• Aim of the task: Transcribe exactly the span of lines that begins the records and ends with the line holding "use crate::error::Result;", both boundary lines included.

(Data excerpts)
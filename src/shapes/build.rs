//! Constructors for new shape element subtrees.
//!
//! Each function assembles the minimal schema-valid element for one
//! shape kind. Callers append the returned node to a `p:spTree`.

use crate::enums::GraphicKind;
use crate::error::Result;
use crate::tree::{NodeId, Tree};
use crate::unit::Emu;

/// Position and extent of a new shape, in EMU.
#[derive(Debug, Clone, Copy)]
pub(crate) struct Frame {
    pub left: Emu,
    pub top: Emu,
    pub width: Emu,
    pub height: Emu,
}

/// `a:xfrm` with `a:off` and `a:ext` under `parent`.
pub(crate) fn add_xfrm(tree: &mut Tree, parent: NodeId, tag: &str, frame: Frame) -> Result<NodeId> {
    let xfrm = tree.new_element(tag);
    tree.append_child(parent, xfrm)?;
    let off = tree.new_element("a:off");
    tree.set_attr_i64(off, "x", frame.left.0)?;
    tree.set_attr_i64(off, "y", frame.top.0)?;
    tree.append_child(xfrm, off)?;
    let ext = tree.new_element("a:ext");
    tree.set_attr_i64(ext, "cx", frame.width.0)?;
    tree.set_attr_i64(ext, "cy", frame.height.0)?;
    tree.append_child(xfrm, ext)?;
    Ok(xfrm)
}

/// Non-visual properties header shared by all shape elements. Returns
/// the `p:nvPr` node so callers can attach `p:ph` or `a:videoFile`.
fn add_nv_pr(
    tree: &mut Tree,
    shape: NodeId,
    container_tag: &str,
    c_nv_tag: &str,
    id: u32,
    name: &str,
) -> Result<NodeId> {
    let container = tree.new_element(container_tag);
    tree.append_child(shape, container)?;
    let c_nv_pr = tree.new_element("p:cNvPr");
    tree.set_attr_i64(c_nv_pr, "id", id as i64)?;
    tree.set_attr(c_nv_pr, "name", name)?;
    tree.append_child(container, c_nv_pr)?;
    let c_nv = tree.new_element(c_nv_tag);
    tree.append_child(container, c_nv)?;
    let nv_pr = tree.new_element("p:nvPr");
    tree.append_child(container, nv_pr)?;
    Ok(nv_pr)
}

fn add_tx_body(tree: &mut Tree, shape: NodeId, word_wrap: Option<bool>) -> Result<NodeId> {
    let tx_body = tree.new_element("p:txBody");
    tree.append_child(shape, tx_body)?;
    let body_pr = tree.new_element("a:bodyPr");
    if word_wrap == Some(false) {
        tree.set_attr(body_pr, "wrap", "none")?;
    }
    tree.append_child(tx_body, body_pr)?;
    let p = tree.new_element("a:p");
    tree.append_child(tx_body, p)?;
    Ok(tx_body)
}

fn add_prst_geom(tree: &mut Tree, sp_pr: NodeId, prst: &str) -> Result<()> {
    let geom = tree.new_element("a:prstGeom");
    tree.set_attr(geom, "prst", prst)?;
    tree.append_child(sp_pr, geom)?;
    let av_lst = tree.new_element("a:avLst");
    tree.append_child(geom, av_lst)
}

/// New `p:sp` with preset geometry; `prst` of `None` means a textbox
/// (no geometry element, `txBox` marker, wrap disabled).
pub(crate) fn new_sp(
    tree: &mut Tree,
    id: u32,
    name: &str,
    prst: Option<&str>,
    frame: Frame,
) -> Result<NodeId> {
    let sp = tree.new_element("p:sp");
    add_nv_pr(tree, sp, "p:nvSpPr", "p:cNvSpPr", id, name)?;
    if prst.is_none()
        && let Some(container) = tree.find_child(sp, "p:nvSpPr")?
        && let Some(c_nv_sp_pr) = tree.find_child(container, "p:cNvSpPr")?
    {
        tree.set_attr_bool(c_nv_sp_pr, "txBox", true)?;
    }
    let sp_pr = tree.new_element("p:spPr");
    tree.append_child(sp, sp_pr)?;
    add_xfrm(tree, sp_pr, "a:xfrm", frame)?;
    if let Some(prst) = prst {
        add_prst_geom(tree, sp_pr, prst)?;
    }
    add_tx_body(tree, sp, if prst.is_none() { Some(false) } else { None })?;
    Ok(sp)
}

/// New placeholder `p:sp`: ph marker in `p:nvPr`, no explicit geometry
/// so position and size inherit through the placeholder chain.
pub(crate) fn new_ph_sp(
    tree: &mut Tree,
    id: u32,
    name: &str,
    ph_attrs: &[(&str, &str)],
) -> Result<NodeId> {
    let sp = tree.new_element("p:sp");
    let nv_pr = add_nv_pr(tree, sp, "p:nvSpPr", "p:cNvSpPr", id, name)?;
    let ph = tree.new_element("p:ph");
    for (key, value) in ph_attrs {
        tree.set_attr(ph, key, value)?;
    }
    tree.append_child(nv_pr, ph)?;
    let sp_pr = tree.new_element("p:spPr");
    tree.append_child(sp, sp_pr)?;
    add_tx_body(tree, sp, None)?;
    Ok(sp)
}

/// New `p:pic` referencing an image relationship. A `video_r_id` turns
/// the picture into a movie via `a:videoFile` in its `p:nvPr`.
pub(crate) fn new_pic(
    tree: &mut Tree,
    id: u32,
    name: &str,
    image_r_id: &str,
    desc: &str,
    frame: Frame,
    video_r_id: Option<&str>,
) -> Result<NodeId> {
    let pic = tree.new_element("p:pic");
    let nv_pr = add_nv_pr(tree, pic, "p:nvPicPr", "p:cNvPicPr", id, name)?;
    if let Some(container) = tree.find_child(pic, "p:nvPicPr")?
        && let Some(c_nv_pr) = tree.find_child(container, "p:cNvPr")?
    {
        tree.set_attr(c_nv_pr, "descr", desc)?;
    }
    if let Some(video_r_id) = video_r_id {
        let video = tree.new_element("a:videoFile");
        tree.set_attr(video, "r:link", video_r_id)?;
        tree.append_child(nv_pr, video)?;
    }

    let blip_fill = tree.new_element("p:blipFill");
    tree.append_child(pic, blip_fill)?;
    let blip = tree.new_element("a:blip");
    tree.set_attr(blip, "r:embed", image_r_id)?;
    tree.append_child(blip_fill, blip)?;
    let stretch = tree.new_element("a:stretch");
    tree.append_child(blip_fill, stretch)?;
    let fill_rect = tree.new_element("a:fillRect");
    tree.append_child(stretch, fill_rect)?;

    let sp_pr = tree.new_element("p:spPr");
    tree.append_child(pic, sp_pr)?;
    add_xfrm(tree, sp_pr, "a:xfrm", frame)?;
    add_prst_geom(tree, sp_pr, "rect")?;
    Ok(pic)
}

/// New `p:cxnSp` between two points; flip flags encode direction.
pub(crate) fn new_cxn_sp(
    tree: &mut Tree,
    id: u32,
    name: &str,
    prst: &str,
    begin: (Emu, Emu),
    end: (Emu, Emu),
) -> Result<NodeId> {
    let cxn = tree.new_element("p:cxnSp");
    add_nv_pr(tree, cxn, "p:nvCxnSpPr", "p:cNvCxnSpPr", id, name)?;
    let sp_pr = tree.new_element("p:spPr");
    tree.append_child(cxn, sp_pr)?;
    let frame = Frame {
        left: Emu(begin.0.0.min(end.0.0)),
        top: Emu(begin.1.0.min(end.1.0)),
        width: Emu((begin.0.0 - end.0.0).abs()),
        height: Emu((begin.1.0 - end.1.0).abs()),
    };
    let xfrm = add_xfrm(tree, sp_pr, "a:xfrm", frame)?;
    if end.0.0 < begin.0.0 {
        tree.set_attr_bool(xfrm, "flipH", true)?;
    }
    if end.1.0 < begin.1.0 {
        tree.set_attr_bool(xfrm, "flipV", true)?;
    }
    add_prst_geom(tree, sp_pr, prst)?;
    Ok(cxn)
}

/// New empty `p:grpSp`.
pub(crate) fn new_grp_sp(tree: &mut Tree, id: u32, name: &str) -> Result<NodeId> {
    let grp = tree.new_element("p:grpSp");
    add_nv_pr(tree, grp, "p:nvGrpSpPr", "p:cNvGrpSpPr", id, name)?;
    let grp_sp_pr = tree.new_element("p:grpSpPr");
    tree.append_child(grp, grp_sp_pr)?;
    add_xfrm(
        tree,
        grp_sp_pr,
        "a:xfrm",
        Frame {
            left: Emu(0),
            top: Emu(0),
            width: Emu(0),
            height: Emu(0),
        },
    )?;
    Ok(grp)
}

/// New `p:graphicFrame` for the given graphic kind. Returns the frame
/// and its empty `a:graphicData` node.
pub(crate) fn new_graphic_frame(
    tree: &mut Tree,
    id: u32,
    name: &str,
    kind: GraphicKind,
    frame: Frame,
) -> Result<(NodeId, NodeId)> {
    let gf = tree.new_element("p:graphicFrame");
    add_nv_pr(tree, gf, "p:nvGraphicFramePr", "p:cNvGraphicFramePr", id, name)?;
    add_xfrm(tree, gf, "p:xfrm", frame)?;
    let graphic = tree.new_element("a:graphic");
    tree.append_child(gf, graphic)?;
    let data = tree.new_element("a:graphicData");
    tree.set_attr(data, "uri", kind.uri())?;
    tree.append_child(graphic, data)?;
    Ok((gf, data))
}

/// New `c:chart` reference element for a chart graphic frame.
pub(crate) fn add_chart_ref(tree: &mut Tree, data: NodeId, r_id: &str) -> Result<()> {
    let chart = tree.new_element("c:chart");
    tree.set_attr(
        chart,
        "xmlns:c",
        "http://schemas.openxmlformats.org/drawingml/2006/chart",
    )?;
    tree.set_attr(chart, "r:id", r_id)?;
    tree.append_child(data, chart)
}

/// New `p:oleObj` reference element for an OLE graphic frame.
pub(crate) fn add_ole_ref(
    tree: &mut Tree,
    data: NodeId,
    prog_id: &str,
    r_id: &str,
    icon: (Emu, Emu),
) -> Result<()> {
    let ole = tree.new_element("p:oleObj");
    tree.set_attr(ole, "progId", prog_id)?;
    tree.set_attr(ole, "r:id", r_id)?;
    tree.set_attr_bool(ole, "showAsIcon", true)?;
    tree.set_attr_i64(ole, "imgW", icon.0.0)?;
    tree.set_attr_i64(ole, "imgH", icon.1.0)?;
    tree.append_child(data, ole)?;
    let embed = tree.new_element("p:embed");
    tree.append_child(ole, embed)
}

const DEFAULT_TABLE_STYLE: &str = "{5C22544A-7EE6-4342-B048-85BDC9FD1C3A}";

/// New `a:tbl` with a uniform grid. Column widths divide `width` with
/// the remainder on the last column; row heights likewise.
pub(crate) fn new_tbl(
    tree: &mut Tree,
    rows: usize,
    cols: usize,
    width: Emu,
    height: Emu,
) -> Result<NodeId> {
    let tbl = tree.new_element("a:tbl");
    let tbl_pr = tree.new_element("a:tblPr");
    tree.set_attr_bool(tbl_pr, "firstRow", true)?;
    tree.set_attr_bool(tbl_pr, "bandRow", true)?;
    tree.append_child(tbl, tbl_pr)?;
    let style_id = tree.new_element("a:tableStyleId");
    tree.set_text(style_id, DEFAULT_TABLE_STYLE)?;
    tree.append_child(tbl_pr, style_id)?;

    let grid = tree.new_element("a:tblGrid");
    tree.append_child(tbl, grid)?;
    let col_width = width.0 / cols as i64;
    for col in 0..cols {
        let grid_col = tree.new_element("a:gridCol");
        let w = if col == cols - 1 {
            width.0 - col_width * (cols as i64 - 1)
        } else {
            col_width
        };
        tree.set_attr_i64(grid_col, "w", w)?;
        tree.append_child(grid, grid_col)?;
    }

    let row_height = height.0 / rows as i64;
    for row in 0..rows {
        let tr = tree.new_element("a:tr");
        let h = if row == rows - 1 {
            height.0 - row_height * (rows as i64 - 1)
        } else {
            row_height
        };
        tree.set_attr_i64(tr, "h", h)?;
        tree.append_child(tbl, tr)?;
        for _ in 0..cols {
            let tc = new_tc(tree)?;
            tree.append_child(tr, tc)?;
        }
    }
    Ok(tbl)
}

/// New empty `a:tc` cell with its text body and properties stub.
pub(crate) fn new_tc(tree: &mut Tree) -> Result<NodeId> {
    let tc = tree.new_element("a:tc");
    let tx_body = tree.new_element("a:txBody");
    tree.append_child(tc, tx_body)?;
    let body_pr = tree.new_element("a:bodyPr");
    tree.append_child(tx_body, body_pr)?;
    let p = tree.new_element("a:p");
    tree.append_child(tx_body, p)?;
    let tc_pr = tree.new_element("a:tcPr");
    tree.append_child(tc, tc_pr)?;
    Ok(tc)
}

• Solution below:
filename src/shapes/build.rs
//! Constructors for new shape element subtrees.
//!
//! Each function assembles the minimal schema-valid element for one
//! shape kind. Callers append the returned node to a `p:spTree`.

use crate::enums::GraphicKind;
use crate::error::Result;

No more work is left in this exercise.